> _Work instructions_
Check every line of the data for the string "HeaderValue" and copy the ones that have it.

---------- Available records

use crate::config::Settings;
use crate::domain::plan::TravelPlan;
use crate::planner::{PlanRequestError, PlanningService, PLAN_TRAVEL_PATH};
use anyhow::Context;
use reqwest::header::{HeaderValue, ACCEPT};
use serde::Serialize;
use serde_json::Value;
use std::time::{Duration, Instant};

pub const DEFAULT_BASE_URL: &str = "http://127.0.0.1:5000";

#[derive(Debug, Clone)]
pub struct HttpPlanningClient {
    http: reqwest::Client,
    base_url: String,
}

#[derive(Debug, Serialize)]
struct PlanTravelRequest<'a> {
    user_input: &'a str,
}

impl HttpPlanningClient {
    pub fn from_settings(settings: &Settings) -> anyhow::Result<Self> {
        let base_url = settings
            .planner_base_url
            .clone()
            .unwrap_or_else(|| DEFAULT_BASE_URL.to_string());
        Self::new(base_url, settings.planner_timeout())
    }

    /// Without a timeout a hung service keeps the caller waiting indefinitely.
    pub fn new(base_url: impl Into<String>, timeout: Option<Duration>) -> anyhow::Result<Self> {
        let mut builder = reqwest::Client::builder();
        if let Some(timeout) = timeout {
            builder = builder.timeout(timeout);
        }
        let http = builder
            .build()
            .context("failed to build planner http client")?;

        Ok(Self {
            http,
            base_url: base_url.into(),
        })
    }

    pub fn url(&self) -> String {
        format!("{}{}", self.base_url.trim_end_matches('/'), PLAN_TRAVEL_PATH)
    }
}

#[async_trait::async_trait]
impl PlanningService for HttpPlanningClient {
    fn name(&self) -> &'static str {
        "http"
    }

    async fn plan(&self, user_input: &str) -> Result<TravelPlan, PlanRequestError> {
        let started = Instant::now();
        let res = self
            .http
            .post(self.url())
            .header(ACCEPT, HeaderValue::from_static("application/json"))
            .json(&PlanTravelRequest { user_input })
            .send()
            .await
            .map_err(|e| PlanRequestError::Transport {
                detail: e.to_string(),
            })?;

        let status = res.status();
        let text = res.text().await.map_err(|e| PlanRequestError::Transport {
            detail: format!("failed to read planner response body: {e}"),
        })?;

        tracing::debug!(
            %status,
            body_len = text.len(),
            elapsed_ms = started.elapsed().as_millis(),
            "planner responded"
        );

        if !status.is_success() {
            return Err(PlanRequestError::Service {
                status: status.as_u16(),
                message: error_message(&text),
            });
        }

        serde_json::from_str::<TravelPlan>(&text).map_err(|e| PlanRequestError::Decode {
            detail: e.to_string(),
            raw_output: text,
        })
    }
}

fn error_message(body: &str) -> Option<String> {
    let raw = serde_json::from_str::<Value>(body).ok()?;
    raw.get("error")?.as_str().map(str::to_string)
}

#[cfg(test)]
mod tests {
    use super::*;
    use axum::{http::StatusCode, routing::post, Json, Router};
    use serde_json::json;
    use std::sync::{Arc, Mutex};

    async fn serve(app: Router) -> Option<String> {
        let listener = match tokio::net::TcpListener::bind("127.0.0.1:0").await {
            Ok(l) => l,
            Err(err) if err.kind() == std::io::ErrorKind::PermissionDenied => {
                eprintln!("skipping test: sandbox does not permit local TCP listeners");
                return None;
            }
            Err(err) => panic!("failed to bind: {err}"),
        };
        let addr = listener.local_addr().unwrap();
        tokio::spawn(async move {
            axum::serve(listener, app).await.unwrap();
        });
        Some(format!("http://{addr}"))
    }

    fn client(base_url: &str) -> HttpPlanningClient {
        HttpPlanningClient::new(base_url, Some(Duration::from_secs(5))).unwrap()
    }

    fn plan_body() -> Value {
        json!({
            "travel_details": {"destination": "Seoul, South Korea", "duration": 1, "travelers": 2},
            "itinerary": [{"day": 1, "title": "Palaces"}],
            "budget_breakdown": {"total_estimated": 800, "user_budget": 1000, "remaining": 200, "within_budget": true},
            "error": null
        })
    }

    #[test]
    fn url_joins_base_and_fixed_path() {
        assert_eq!(
            client("http://planner.local/").url(),
            "http://planner.local/api/plan_travel"
        );
    }

    #[test]
    fn extracts_only_string_error_fields() {
        assert_eq!(
            error_message(r#"{"error":"User input is required"}"#).as_deref(),
            Some("User input is required")
        );
        assert_eq!(error_message(r#"{"error":{"code":1}}"#), None);
        assert_eq!(error_message("Internal Server Error"), None);
    }

    #[tokio::test]
    async fn posts_user_input_and_decodes_plan() {
        let seen = Arc::new(Mutex::new(None::<Value>));
        let captured = seen.clone();
        let app = Router::new().route(
            PLAN_TRAVEL_PATH,
            post(move |Json(body): Json<Value>| {
                let captured = captured.clone();
                async move {
                    *captured.lock().unwrap() = Some(body);
                    Json(plan_body())
                }
            }),
        );
        let Some(base) = serve(app).await else {
            return;
        };

        let plan = client(&base).plan("Seoul for a day").await.unwrap();

        let expected: TravelPlan = serde_json::from_value(plan_body()).unwrap();
        assert_eq!(plan, expected);
        assert_eq!(
            seen.lock().unwrap().clone(),
            Some(json!({"user_input": "Seoul for a day"}))
        );
    }

    #[tokio::test]
    async fn failing_status_prefers_service_message() {
        let app = Router::new().route(
            PLAN_TRAVEL_PATH,
            post(|| async {
                (
                    StatusCode::INTERNAL_SERVER_ERROR,
                    Json(json!({"error": "Extraction failed"})),
                )
            }),
        );
        let Some(base) = serve(app).await else {
            return;
        };

        let err = client(&base).plan("somewhere").await.unwrap_err();
        assert!(matches!(
            err,
            PlanRequestError::Service { status: 500, ref message } if message.as_deref() == Some("Extraction failed")
        ));
        assert_eq!(err.display_message(), "Extraction failed");
    }

    #[tokio::test]
    async fn failing_status_without_error_field_is_generic() {
        let app = Router::new()
            .route(
                PLAN_TRAVEL_PATH,
                post(|| async { (StatusCode::BAD_REQUEST, Json(json!({"detail": "nope"}))) }),
            )
            .route(
                "/text/api/plan_travel",
                post(|| async { (StatusCode::BAD_GATEWAY, "Bad gateway") }),
            );
        let Some(base) = serve(app).await else {
            return;
        };

        let err = client(&base).plan("somewhere").await.unwrap_err();
        assert!(matches!(err, PlanRequestError::Service { status: 400, message: None }));
        assert_eq!(err.display_message(), crate::planner::GENERIC_FAILURE_MESSAGE);

        let err = client(&format!("{base}/text")).plan("somewhere").await.unwrap_err();
        assert!(matches!(err, PlanRequestError::Service { status: 502, message: None }));
    }

    #[tokio::test]
    async fn success_status_with_invalid_body_is_decode_error() {
        let app = Router::new().route(
            PLAN_TRAVEL_PATH,
            post(|| async { "<html>maintenance</html>" }),
        );
        let Some(base) = serve(app).await else {
            return;
        };

        let err = client(&base).plan("somewhere").await.unwrap_err();
        match err {
            PlanRequestError::Decode { raw_output, .. } => {
                assert_eq!(raw_output, "<html>maintenance</html>")
            }
            other => panic!("expected decode error, got {other:?}"),
        }
    }

    #[tokio::test]
    async fn connection_refused_is_transport_error() {
        let listener = match tokio::net::TcpListener::bind("127.0.0.1:0").await {
            Ok(l) => l,
            Err(err) if err.kind() == std::io::ErrorKind::PermissionDenied => return,
            Err(err) => panic!("failed to bind: {err}"),
        };
        let addr = listener.local_addr().unwrap();
        drop(listener);

        let err = client(&format!("http://{addr}"))
            .plan("somewhere")
            .await
            .unwrap_err();
        assert_eq!(err.stage(), "transport");
        assert_eq!(err.display_message(), crate::planner::GENERIC_FAILURE_MESSAGE);
    }
}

--------------------

> _Response to this exercise_
use reqwest::header::{HeaderValue, ACCEPT};
            .header(ACCEPT, HeaderValue::from_static("application/json"))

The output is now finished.